◆ **What to work on**: In the records, each line holding "action" must be reported.

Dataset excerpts
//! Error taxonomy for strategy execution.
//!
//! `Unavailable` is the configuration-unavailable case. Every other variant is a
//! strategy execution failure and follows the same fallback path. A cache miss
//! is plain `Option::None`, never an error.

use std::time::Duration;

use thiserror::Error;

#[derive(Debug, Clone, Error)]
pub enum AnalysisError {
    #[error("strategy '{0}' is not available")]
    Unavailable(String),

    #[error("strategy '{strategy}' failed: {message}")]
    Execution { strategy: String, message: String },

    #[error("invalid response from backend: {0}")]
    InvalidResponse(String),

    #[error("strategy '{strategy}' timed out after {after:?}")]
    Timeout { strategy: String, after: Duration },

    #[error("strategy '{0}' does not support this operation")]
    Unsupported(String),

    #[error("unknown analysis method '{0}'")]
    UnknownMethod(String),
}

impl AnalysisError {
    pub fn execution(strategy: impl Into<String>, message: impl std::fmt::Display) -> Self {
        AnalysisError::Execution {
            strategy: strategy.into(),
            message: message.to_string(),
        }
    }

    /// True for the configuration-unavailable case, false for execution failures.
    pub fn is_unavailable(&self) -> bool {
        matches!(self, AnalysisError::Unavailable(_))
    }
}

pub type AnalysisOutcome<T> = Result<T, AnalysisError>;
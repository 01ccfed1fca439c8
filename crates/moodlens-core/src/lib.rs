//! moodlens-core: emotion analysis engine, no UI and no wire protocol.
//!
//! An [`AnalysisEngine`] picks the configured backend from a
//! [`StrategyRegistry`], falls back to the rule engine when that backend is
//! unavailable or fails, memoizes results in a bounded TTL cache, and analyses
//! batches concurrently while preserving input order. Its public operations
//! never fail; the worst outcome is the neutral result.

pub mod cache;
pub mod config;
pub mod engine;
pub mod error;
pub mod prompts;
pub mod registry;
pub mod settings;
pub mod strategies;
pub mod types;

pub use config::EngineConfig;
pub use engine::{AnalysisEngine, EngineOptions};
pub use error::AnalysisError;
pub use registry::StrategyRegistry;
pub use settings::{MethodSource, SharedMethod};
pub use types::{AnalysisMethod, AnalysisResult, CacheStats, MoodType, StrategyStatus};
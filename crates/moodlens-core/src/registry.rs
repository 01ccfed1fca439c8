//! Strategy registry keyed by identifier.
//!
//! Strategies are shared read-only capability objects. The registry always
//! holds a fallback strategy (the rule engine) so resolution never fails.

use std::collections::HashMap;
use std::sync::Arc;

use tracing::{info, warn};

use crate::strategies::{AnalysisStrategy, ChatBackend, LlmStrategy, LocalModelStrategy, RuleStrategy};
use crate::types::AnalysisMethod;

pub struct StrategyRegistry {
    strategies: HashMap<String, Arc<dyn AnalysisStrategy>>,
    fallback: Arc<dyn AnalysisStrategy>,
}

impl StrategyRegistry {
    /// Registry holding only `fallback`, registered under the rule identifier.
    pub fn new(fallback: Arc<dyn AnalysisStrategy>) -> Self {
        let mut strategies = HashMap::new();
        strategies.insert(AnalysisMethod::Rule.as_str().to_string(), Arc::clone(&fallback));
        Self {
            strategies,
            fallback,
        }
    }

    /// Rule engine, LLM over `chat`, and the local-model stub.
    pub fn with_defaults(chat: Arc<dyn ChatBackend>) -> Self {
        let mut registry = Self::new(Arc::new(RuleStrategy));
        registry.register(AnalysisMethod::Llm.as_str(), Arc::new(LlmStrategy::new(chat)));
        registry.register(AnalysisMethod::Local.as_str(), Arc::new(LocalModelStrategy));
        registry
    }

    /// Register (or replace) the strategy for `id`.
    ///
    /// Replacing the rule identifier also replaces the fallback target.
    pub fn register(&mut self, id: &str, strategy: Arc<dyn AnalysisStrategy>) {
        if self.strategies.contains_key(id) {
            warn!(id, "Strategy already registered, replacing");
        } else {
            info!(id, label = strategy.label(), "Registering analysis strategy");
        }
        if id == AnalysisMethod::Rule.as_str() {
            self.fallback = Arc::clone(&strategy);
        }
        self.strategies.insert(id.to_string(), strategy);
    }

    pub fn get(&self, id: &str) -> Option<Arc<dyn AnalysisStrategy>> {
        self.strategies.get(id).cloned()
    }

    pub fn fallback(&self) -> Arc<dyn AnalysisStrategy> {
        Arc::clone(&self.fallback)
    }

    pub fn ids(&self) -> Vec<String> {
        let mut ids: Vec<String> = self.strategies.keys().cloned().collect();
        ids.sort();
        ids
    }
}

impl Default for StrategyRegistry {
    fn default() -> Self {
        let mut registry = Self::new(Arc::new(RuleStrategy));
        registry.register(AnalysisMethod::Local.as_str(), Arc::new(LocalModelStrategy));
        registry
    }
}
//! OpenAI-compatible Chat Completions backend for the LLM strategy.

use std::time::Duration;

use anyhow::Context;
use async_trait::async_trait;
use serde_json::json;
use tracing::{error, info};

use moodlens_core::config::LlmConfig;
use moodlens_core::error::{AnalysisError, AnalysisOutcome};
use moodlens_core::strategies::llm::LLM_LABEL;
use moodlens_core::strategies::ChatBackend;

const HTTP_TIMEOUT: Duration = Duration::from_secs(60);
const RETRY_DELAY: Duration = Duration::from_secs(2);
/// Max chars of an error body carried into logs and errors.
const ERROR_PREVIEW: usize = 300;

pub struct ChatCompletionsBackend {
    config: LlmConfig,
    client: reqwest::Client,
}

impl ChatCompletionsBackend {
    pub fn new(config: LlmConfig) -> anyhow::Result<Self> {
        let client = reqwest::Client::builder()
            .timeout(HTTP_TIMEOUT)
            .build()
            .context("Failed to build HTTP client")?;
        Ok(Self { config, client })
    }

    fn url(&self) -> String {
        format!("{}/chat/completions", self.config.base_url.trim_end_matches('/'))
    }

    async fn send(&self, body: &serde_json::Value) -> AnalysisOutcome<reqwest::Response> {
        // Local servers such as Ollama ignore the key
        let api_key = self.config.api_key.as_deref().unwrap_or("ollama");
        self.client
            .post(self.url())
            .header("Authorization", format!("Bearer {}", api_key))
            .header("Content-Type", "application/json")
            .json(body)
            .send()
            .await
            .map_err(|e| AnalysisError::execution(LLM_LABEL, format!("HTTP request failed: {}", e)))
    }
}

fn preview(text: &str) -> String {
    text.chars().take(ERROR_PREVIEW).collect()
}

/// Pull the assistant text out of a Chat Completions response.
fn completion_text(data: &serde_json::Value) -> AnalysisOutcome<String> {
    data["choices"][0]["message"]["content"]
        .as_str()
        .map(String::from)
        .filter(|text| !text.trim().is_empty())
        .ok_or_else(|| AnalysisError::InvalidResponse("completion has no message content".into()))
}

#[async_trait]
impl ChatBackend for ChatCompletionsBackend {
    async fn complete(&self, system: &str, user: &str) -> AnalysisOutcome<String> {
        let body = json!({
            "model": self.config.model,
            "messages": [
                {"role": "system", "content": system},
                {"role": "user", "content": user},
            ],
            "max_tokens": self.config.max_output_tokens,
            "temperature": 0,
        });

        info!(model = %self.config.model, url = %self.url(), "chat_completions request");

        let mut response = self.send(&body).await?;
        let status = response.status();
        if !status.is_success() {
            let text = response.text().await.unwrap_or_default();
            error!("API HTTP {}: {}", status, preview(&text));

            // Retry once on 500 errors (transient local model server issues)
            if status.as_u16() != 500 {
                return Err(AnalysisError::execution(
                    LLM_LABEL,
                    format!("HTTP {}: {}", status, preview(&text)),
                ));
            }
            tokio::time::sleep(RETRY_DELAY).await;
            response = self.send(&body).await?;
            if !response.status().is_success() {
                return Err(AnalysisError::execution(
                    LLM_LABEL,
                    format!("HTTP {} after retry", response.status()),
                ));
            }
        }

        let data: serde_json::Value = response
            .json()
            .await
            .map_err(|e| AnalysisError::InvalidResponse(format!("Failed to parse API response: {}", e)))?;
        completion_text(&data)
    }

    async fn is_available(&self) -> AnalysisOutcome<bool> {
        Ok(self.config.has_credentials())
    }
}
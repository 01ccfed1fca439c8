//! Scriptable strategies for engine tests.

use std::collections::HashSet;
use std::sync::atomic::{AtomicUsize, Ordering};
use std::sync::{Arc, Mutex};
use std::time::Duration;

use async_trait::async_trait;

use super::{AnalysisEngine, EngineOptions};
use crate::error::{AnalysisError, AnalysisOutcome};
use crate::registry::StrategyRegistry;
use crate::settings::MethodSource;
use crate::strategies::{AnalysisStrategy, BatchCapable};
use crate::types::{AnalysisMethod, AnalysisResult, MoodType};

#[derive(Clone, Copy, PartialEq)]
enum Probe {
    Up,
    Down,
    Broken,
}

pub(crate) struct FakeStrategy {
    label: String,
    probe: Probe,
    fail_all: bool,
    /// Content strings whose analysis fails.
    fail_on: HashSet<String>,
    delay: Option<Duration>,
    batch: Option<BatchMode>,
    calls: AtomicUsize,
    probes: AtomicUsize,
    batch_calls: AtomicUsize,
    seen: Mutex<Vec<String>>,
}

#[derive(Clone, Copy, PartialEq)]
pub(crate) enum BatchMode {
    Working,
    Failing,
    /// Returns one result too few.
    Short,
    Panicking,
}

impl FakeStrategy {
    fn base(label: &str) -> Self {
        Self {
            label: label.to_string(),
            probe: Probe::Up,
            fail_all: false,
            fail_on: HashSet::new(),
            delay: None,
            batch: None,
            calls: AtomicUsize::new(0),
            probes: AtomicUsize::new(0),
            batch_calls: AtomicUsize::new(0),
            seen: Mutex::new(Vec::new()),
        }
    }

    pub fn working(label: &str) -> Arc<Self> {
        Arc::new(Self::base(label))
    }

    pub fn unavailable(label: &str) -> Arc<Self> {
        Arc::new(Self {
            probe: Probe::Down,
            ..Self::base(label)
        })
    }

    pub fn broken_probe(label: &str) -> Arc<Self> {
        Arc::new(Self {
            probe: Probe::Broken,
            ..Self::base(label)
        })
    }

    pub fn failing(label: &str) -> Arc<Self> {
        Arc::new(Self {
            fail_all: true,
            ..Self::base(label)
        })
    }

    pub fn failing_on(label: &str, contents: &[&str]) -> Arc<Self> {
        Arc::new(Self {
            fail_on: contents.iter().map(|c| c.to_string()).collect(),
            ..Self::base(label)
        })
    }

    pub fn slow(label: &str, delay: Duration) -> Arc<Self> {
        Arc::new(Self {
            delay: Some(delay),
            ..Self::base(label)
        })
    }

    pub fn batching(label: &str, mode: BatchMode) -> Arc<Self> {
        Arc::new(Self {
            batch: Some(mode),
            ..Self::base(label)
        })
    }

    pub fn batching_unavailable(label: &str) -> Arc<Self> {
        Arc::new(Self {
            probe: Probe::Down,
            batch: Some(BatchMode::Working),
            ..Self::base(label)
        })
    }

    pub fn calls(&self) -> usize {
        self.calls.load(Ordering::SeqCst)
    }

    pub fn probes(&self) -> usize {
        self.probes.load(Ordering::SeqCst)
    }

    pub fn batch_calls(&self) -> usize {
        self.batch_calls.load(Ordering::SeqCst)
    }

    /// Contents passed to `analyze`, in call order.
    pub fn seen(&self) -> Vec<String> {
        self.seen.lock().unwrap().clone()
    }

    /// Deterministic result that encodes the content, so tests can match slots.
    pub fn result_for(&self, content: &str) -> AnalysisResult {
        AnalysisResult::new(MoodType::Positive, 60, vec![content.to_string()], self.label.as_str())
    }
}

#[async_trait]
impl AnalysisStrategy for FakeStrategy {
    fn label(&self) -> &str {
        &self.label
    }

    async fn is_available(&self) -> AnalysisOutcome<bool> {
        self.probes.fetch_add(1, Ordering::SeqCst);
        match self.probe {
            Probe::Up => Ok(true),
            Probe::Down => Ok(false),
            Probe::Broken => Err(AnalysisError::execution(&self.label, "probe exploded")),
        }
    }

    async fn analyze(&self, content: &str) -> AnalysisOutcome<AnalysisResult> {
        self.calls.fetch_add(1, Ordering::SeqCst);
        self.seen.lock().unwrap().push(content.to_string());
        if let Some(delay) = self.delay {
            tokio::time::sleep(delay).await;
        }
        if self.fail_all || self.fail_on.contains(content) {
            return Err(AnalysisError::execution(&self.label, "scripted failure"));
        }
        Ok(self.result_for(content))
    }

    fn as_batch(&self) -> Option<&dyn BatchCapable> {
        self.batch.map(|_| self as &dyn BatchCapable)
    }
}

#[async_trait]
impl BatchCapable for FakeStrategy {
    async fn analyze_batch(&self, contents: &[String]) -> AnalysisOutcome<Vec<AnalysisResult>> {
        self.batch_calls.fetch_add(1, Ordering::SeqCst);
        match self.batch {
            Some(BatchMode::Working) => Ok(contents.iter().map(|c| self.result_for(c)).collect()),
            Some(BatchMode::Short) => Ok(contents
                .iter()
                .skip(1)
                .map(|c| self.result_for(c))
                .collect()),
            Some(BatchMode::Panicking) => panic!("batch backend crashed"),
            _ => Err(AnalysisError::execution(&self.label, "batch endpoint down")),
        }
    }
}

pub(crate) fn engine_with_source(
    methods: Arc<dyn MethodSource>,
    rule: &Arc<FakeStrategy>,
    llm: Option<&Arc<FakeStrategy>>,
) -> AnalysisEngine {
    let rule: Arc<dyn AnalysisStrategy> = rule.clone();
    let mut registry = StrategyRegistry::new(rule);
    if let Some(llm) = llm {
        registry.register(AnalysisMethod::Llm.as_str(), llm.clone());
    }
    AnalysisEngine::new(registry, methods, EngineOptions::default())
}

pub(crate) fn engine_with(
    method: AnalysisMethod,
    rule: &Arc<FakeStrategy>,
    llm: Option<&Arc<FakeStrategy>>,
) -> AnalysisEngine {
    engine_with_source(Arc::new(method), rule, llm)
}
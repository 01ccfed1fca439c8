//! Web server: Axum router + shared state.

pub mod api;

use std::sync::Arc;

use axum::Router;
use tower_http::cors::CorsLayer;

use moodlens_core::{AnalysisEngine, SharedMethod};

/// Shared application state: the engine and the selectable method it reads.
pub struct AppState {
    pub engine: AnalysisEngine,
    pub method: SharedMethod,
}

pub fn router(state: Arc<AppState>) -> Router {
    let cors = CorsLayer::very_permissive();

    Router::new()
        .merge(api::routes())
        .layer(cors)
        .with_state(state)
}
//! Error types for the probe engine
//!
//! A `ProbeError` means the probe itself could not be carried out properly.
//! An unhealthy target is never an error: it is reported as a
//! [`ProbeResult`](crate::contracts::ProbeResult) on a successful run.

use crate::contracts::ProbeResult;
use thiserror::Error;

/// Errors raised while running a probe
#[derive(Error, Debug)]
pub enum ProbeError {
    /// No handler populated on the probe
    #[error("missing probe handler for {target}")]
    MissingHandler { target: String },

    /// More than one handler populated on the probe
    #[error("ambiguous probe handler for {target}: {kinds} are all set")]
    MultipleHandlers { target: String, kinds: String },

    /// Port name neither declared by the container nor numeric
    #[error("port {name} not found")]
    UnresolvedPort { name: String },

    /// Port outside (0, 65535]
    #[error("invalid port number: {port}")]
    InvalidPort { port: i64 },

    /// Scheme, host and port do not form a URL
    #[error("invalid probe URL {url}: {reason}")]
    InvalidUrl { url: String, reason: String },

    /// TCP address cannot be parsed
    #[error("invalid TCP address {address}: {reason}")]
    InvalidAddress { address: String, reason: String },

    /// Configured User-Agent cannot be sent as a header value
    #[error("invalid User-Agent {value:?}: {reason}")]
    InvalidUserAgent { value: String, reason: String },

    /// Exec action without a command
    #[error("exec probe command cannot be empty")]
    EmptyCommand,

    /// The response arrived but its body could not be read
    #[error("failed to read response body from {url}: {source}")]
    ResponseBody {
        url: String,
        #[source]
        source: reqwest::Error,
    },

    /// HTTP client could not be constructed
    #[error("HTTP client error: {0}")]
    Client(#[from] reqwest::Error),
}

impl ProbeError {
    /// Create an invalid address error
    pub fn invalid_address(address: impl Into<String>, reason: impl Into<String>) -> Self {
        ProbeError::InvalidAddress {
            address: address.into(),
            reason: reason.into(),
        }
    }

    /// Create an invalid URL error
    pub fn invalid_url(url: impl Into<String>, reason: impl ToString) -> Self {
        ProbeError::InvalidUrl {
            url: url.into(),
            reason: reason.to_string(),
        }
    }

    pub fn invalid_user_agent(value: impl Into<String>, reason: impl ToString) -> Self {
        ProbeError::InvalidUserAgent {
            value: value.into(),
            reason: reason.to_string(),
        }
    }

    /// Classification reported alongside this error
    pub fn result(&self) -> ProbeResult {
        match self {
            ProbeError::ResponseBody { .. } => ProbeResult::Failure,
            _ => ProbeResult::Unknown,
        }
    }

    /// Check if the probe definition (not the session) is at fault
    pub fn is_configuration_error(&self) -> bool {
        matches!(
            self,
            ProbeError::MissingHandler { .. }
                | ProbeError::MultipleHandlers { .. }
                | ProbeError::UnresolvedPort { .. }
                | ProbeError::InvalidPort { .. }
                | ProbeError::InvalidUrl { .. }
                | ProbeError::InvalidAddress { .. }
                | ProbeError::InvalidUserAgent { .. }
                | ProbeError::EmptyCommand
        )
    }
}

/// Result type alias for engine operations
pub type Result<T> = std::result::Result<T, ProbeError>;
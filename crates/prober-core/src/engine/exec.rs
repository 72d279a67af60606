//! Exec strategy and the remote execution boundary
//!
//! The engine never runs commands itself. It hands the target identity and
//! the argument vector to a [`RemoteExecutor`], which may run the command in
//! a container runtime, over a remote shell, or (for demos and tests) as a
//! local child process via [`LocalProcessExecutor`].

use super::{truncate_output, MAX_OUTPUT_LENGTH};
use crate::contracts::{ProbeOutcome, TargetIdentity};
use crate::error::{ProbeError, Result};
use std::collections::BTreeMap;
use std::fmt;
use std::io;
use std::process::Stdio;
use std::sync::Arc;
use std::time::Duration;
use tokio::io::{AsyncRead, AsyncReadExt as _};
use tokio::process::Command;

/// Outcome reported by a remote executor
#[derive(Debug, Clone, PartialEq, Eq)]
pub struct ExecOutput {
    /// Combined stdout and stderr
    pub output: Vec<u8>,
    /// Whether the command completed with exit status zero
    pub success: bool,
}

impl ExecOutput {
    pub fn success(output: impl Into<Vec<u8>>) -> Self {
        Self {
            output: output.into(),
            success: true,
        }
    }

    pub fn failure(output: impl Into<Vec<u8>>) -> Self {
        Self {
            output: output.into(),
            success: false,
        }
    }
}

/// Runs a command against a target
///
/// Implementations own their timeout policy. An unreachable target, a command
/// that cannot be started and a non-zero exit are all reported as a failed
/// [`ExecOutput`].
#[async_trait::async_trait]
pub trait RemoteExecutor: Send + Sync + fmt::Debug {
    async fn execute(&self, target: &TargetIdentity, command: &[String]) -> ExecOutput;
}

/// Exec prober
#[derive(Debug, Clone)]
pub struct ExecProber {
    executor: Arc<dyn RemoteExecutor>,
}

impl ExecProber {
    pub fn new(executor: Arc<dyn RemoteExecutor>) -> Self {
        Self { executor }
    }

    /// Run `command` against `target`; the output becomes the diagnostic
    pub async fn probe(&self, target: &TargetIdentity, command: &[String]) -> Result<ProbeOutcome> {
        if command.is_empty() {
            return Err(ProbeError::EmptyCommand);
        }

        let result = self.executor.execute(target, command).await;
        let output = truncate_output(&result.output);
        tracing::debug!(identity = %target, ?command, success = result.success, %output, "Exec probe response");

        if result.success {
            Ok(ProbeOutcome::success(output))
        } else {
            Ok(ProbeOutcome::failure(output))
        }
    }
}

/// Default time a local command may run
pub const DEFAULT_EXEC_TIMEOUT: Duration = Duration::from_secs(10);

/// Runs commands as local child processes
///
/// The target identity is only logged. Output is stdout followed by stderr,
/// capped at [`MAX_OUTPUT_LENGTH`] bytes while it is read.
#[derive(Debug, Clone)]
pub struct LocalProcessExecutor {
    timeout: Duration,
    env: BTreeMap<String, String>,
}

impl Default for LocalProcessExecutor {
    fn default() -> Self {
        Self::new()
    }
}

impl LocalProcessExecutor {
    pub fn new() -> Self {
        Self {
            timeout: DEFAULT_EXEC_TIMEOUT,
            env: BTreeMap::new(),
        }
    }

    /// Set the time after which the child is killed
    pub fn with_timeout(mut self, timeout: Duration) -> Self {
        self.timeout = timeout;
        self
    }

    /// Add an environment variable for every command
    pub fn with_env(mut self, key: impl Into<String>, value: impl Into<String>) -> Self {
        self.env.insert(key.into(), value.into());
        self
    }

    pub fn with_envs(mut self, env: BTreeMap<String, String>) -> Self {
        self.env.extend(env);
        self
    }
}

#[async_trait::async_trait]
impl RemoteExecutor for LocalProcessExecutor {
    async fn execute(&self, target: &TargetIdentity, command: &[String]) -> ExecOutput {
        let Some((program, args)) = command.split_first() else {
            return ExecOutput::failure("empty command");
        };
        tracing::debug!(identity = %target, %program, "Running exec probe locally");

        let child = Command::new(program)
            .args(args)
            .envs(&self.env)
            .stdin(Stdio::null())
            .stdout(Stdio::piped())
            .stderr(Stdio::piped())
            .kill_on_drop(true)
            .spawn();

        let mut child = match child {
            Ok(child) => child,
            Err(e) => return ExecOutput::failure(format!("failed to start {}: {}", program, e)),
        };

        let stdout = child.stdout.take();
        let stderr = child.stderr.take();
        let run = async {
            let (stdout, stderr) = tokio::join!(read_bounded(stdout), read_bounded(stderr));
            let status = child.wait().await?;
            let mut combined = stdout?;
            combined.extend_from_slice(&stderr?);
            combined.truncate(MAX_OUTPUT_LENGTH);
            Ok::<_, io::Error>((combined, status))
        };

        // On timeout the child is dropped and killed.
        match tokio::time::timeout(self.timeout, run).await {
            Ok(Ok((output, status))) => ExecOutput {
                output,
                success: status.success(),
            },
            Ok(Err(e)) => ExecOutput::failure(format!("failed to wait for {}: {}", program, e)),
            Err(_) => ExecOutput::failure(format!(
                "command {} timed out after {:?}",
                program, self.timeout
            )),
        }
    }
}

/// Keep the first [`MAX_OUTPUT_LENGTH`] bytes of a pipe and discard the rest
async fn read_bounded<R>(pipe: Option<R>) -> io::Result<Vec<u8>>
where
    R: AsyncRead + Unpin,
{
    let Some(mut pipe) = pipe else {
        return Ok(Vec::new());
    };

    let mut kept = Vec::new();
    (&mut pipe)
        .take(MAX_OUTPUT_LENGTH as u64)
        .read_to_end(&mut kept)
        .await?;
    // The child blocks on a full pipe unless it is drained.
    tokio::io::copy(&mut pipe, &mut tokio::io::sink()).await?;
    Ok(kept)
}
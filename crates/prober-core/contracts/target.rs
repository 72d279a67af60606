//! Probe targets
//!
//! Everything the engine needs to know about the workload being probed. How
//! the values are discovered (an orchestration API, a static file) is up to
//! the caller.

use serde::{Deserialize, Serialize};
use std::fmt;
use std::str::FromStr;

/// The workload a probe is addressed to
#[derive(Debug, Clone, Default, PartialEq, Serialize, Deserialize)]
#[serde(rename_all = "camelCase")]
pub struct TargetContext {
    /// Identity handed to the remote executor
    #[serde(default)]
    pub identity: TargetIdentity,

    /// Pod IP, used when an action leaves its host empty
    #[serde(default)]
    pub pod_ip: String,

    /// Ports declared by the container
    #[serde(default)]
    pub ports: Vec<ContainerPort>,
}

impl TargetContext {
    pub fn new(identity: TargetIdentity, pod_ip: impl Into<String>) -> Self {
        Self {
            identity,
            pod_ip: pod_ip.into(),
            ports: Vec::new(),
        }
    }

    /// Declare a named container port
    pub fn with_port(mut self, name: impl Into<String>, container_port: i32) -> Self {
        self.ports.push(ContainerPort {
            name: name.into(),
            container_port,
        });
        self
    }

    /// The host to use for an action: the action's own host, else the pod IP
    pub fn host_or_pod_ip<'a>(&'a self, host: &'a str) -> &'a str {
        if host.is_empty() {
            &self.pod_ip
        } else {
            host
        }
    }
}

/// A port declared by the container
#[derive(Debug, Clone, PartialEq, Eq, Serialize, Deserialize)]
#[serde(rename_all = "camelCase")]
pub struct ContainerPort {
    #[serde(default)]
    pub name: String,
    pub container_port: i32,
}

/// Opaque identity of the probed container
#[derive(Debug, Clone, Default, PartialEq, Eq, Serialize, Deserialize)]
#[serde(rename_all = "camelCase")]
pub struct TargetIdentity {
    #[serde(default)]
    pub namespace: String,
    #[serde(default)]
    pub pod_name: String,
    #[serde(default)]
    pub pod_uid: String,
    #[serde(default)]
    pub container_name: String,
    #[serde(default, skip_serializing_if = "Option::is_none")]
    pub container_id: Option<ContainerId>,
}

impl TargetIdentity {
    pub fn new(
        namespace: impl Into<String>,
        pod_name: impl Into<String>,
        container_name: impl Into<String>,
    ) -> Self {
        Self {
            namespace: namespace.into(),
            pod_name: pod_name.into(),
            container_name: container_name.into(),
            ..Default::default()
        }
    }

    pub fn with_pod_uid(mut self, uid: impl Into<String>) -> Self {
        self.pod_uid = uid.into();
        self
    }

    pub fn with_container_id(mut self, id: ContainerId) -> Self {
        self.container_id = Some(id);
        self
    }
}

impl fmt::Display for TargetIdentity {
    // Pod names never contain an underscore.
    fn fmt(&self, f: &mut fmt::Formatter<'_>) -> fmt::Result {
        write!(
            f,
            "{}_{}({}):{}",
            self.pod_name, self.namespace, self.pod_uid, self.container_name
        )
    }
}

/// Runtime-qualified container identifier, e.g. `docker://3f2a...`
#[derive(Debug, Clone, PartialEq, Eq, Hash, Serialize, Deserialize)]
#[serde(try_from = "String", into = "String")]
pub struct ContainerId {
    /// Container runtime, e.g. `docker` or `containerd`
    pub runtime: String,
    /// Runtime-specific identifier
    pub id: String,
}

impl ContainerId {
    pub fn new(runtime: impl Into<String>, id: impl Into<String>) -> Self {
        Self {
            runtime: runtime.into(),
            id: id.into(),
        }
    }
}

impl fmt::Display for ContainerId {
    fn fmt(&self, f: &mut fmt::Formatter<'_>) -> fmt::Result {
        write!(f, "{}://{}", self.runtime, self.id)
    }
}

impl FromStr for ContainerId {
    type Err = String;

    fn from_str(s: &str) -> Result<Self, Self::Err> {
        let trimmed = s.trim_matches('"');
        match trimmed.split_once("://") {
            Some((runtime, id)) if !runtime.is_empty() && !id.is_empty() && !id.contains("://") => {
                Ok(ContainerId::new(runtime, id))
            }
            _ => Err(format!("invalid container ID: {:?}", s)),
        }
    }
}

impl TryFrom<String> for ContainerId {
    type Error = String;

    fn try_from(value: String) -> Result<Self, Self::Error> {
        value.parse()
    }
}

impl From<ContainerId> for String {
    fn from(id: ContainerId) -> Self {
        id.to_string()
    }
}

◆ **Task result**:
    /// Exec action without a command
    /// Pod IP, used when an action leaves its host empty
    /// The host to use for an action: the action's own host, else the pod IP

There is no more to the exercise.